▶ _Task goal_: What lines below hold the string "fields"? Copy them all.

--- Recorded data Enclosed Below ---

//! Host <-> container user namespace ID translation

use crate::error::{StowageError, StowageResult};
use serde::{Deserialize, Serialize};

/// One contiguous range of a uid_map/gid_map table
#[derive(Debug, Clone, Copy, PartialEq, Eq, Serialize, Deserialize)]
pub struct IdMap {
    /// First ID inside the container namespace
    pub container_id: u32,
    /// First ID on the host
    pub host_id: u32,
    /// Number of IDs in the range
    pub size: u32,
}

impl IdMap {
    fn to_host(&self, id: u32) -> Option<u32> {
        let offset = id.checked_sub(self.container_id)?;
        if offset < self.size {
            self.host_id.checked_add(offset)
        } else {
            None
        }
    }

    fn to_container(&self, id: u32) -> Option<u32> {
        let offset = id.checked_sub(self.host_id)?;
        if offset < self.size {
            self.container_id.checked_add(offset)
        } else {
            None
        }
    }
}

/// UID and GID mapping tables of a working container
///
/// Empty tables mean the container shares the host's ID space.
#[derive(Debug, Clone, Default, PartialEq, Eq, Serialize, Deserialize)]
#[serde(default)]
pub struct IdMappings {
    pub uid_map: Vec<IdMap>,
    pub gid_map: Vec<IdMap>,
}

/// A uid/gid pair
#[derive(Debug, Clone, Copy, PartialEq, Eq)]
pub struct Owner {
    pub uid: u32,
    pub gid: u32,
}

impl Owner {
    pub const ROOT: Owner = Owner { uid: 0, gid: 0 };
}

fn lookup(
    maps: &[IdMap],
    id: u32,
    kind: &'static str,
    f: impl Fn(&IdMap, u32) -> Option<u32>,
) -> StowageResult<u32> {
    if maps.is_empty() {
        return Ok(id);
    }
    maps.iter()
        .find_map(|m| f(m, id))
        .ok_or(StowageError::IdNotMapped { kind, id })
}

impl IdMappings {
    pub fn new(uid_map: Vec<IdMap>, gid_map: Vec<IdMap>) -> Self {
        Self { uid_map, gid_map }
    }

    /// Translate a container-namespace owner to host IDs
    pub fn to_host(&self, owner: Owner) -> StowageResult<Owner> {
        Ok(Owner {
            uid: lookup(&self.uid_map, owner.uid, "uid", IdMap::to_host)?,
            gid: lookup(&self.gid_map, owner.gid, "gid", IdMap::to_host)?,
        })
    }

    /// Translate a host owner to container-namespace IDs
    pub fn to_container(&self, owner: Owner) -> StowageResult<Owner> {
        Ok(Owner {
            uid: lookup(&self.uid_map, owner.uid, "uid", IdMap::to_container)?,
            gid: lookup(&self.gid_map, owner.gid, "gid", IdMap::to_container)?,
        })
    }
}

/// Parse a `/proc/<pid>/uid_map` style table: `container host size` per line
pub fn parse_id_map(content: &str) -> StowageResult<Vec<IdMap>> {
    let mut maps = Vec::new();
    for line in content.lines().filter(|l| !l.trim().is_empty()) {
        let fields: Vec<&str> = line.split_whitespace().collect();
        if fields.len() != 3 {
            return Err(StowageError::Internal(format!(
                "badly formatted ID map line {:?}: expected exactly three fields",
                line
            )));
        }
        let parse = |s: &str| {
            s.parse::<u32>().map_err(|e| {
                StowageError::Internal(format!("parsing {:?} in ID map line {:?}: {}", s, line, e))
            })
        };
        maps.push(IdMap {
            container_id: parse(fields[0])?,
            host_id: parse(fields[1])?,
            size: parse(fields[2])?,
        });
    }
    Ok(maps)
}

#[cfg(test)]
mod tests {
    use super::*;

    fn rootless() -> IdMappings {
        IdMappings::new(
            vec![
                IdMap { container_id: 0, host_id: 1000, size: 1 },
                IdMap { container_id: 1, host_id: 100000, size: 65536 },
            ],
            vec![
                IdMap { container_id: 0, host_id: 1000, size: 1 },
                IdMap { container_id: 1, host_id: 100000, size: 65536 },
            ],
        )
    }

    #[test]
    fn identity_passes_through() {
        let maps = IdMappings::default();
        let owner = Owner { uid: 42, gid: 7 };
        assert_eq!(maps.to_host(owner).unwrap(), owner);
        assert_eq!(maps.to_container(owner).unwrap(), owner);
    }

    #[test]
    fn root_maps_to_invoking_user() {
        let maps = rootless();
        assert_eq!(maps.to_host(Owner::ROOT).unwrap(), Owner { uid: 1000, gid: 1000 });
        assert_eq!(
            maps.to_host(Owner { uid: 33, gid: 33 }).unwrap(),
            Owner { uid: 100032, gid: 100032 }
        );
    }

    #[test]
    fn host_to_container() {
        let maps = rootless();
        assert_eq!(
            maps.to_container(Owner { uid: 100032, gid: 1000 }).unwrap(),
            Owner { uid: 33, gid: 0 }
        );
    }

    #[test]
    fn unmapped_id_is_error() {
        let maps = rootless();
        let err = maps.to_host(Owner { uid: 70000, gid: 0 }).unwrap_err();
        assert!(matches!(err, StowageError::IdNotMapped { kind: "uid", id: 70000 }));
    }

    #[test]
    fn parse_proc_map() {
        let maps = parse_id_map("         0       1000          1\n         1     100000      65536\n").unwrap();
        assert_eq!(maps.len(), 2);
        assert_eq!(maps[1], IdMap { container_id: 1, host_id: 100000, size: 65536 });
        assert!(parse_id_map("0 1000").is_err());
    }
}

--- End of Enclosed Recorded data ---

▶ _Solution for this task_:
        let fields: Vec<&str> = line.split_whitespace().collect();
        if fields.len() != 3 {
                "badly formatted ID map line {:?}: expected exactly three fields",
            container_id: parse(fields[0])?,
            host_id: parse(fields[1])?,
            size: parse(fields[2])?,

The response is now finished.